Your objective:
Among the lines below, count those containing the word "DeploymentRegistry". Give the number only.

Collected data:
*****
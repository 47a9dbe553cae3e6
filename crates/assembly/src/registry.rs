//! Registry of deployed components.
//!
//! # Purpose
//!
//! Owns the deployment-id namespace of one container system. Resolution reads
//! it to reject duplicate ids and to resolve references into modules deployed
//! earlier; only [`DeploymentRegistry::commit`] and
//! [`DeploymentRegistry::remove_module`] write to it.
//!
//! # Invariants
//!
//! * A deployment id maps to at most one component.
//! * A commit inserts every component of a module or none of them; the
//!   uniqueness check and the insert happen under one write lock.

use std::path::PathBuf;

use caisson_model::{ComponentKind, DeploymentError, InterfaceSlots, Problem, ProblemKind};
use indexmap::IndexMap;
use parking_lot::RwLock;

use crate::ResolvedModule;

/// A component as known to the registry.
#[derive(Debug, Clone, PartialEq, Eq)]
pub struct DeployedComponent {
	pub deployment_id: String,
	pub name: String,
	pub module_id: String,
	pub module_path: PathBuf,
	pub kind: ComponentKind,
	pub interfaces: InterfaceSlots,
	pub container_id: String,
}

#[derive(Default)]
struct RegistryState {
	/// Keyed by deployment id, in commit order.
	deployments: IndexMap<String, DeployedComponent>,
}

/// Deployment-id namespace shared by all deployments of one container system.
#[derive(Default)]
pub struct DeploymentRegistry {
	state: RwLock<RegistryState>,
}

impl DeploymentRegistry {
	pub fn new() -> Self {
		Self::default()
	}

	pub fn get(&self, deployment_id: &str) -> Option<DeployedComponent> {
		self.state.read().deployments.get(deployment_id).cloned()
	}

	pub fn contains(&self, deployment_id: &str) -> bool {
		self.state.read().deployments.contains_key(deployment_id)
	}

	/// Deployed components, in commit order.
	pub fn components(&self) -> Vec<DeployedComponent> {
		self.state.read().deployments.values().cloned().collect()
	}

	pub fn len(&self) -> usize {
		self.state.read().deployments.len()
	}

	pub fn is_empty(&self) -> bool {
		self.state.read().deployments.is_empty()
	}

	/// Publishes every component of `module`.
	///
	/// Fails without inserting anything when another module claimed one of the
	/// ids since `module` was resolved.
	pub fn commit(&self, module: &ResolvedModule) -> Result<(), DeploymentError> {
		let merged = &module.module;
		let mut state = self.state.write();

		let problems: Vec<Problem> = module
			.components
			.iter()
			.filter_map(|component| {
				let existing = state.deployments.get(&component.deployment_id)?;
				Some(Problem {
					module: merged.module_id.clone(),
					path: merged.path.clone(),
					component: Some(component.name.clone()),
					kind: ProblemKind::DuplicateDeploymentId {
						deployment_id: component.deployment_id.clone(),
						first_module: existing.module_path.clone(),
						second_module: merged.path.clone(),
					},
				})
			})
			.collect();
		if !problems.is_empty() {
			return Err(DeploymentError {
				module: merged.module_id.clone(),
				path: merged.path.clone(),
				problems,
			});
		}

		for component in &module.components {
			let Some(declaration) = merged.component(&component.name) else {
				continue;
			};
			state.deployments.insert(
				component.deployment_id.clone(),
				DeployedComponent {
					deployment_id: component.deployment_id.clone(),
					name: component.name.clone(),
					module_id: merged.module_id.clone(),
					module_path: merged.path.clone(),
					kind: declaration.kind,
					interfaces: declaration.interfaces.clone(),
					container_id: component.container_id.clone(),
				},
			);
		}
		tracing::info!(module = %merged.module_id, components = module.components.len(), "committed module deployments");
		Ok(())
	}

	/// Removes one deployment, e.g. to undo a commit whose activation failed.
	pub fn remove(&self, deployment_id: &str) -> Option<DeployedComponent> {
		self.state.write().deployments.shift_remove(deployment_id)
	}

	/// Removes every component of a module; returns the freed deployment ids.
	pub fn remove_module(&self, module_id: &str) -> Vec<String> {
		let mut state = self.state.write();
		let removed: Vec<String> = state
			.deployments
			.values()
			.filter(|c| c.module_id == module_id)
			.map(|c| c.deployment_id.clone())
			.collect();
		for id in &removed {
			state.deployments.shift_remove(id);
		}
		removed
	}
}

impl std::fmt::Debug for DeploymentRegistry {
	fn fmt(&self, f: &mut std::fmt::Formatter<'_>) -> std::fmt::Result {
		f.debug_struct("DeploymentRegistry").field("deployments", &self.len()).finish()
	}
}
*****
Exercise result:
6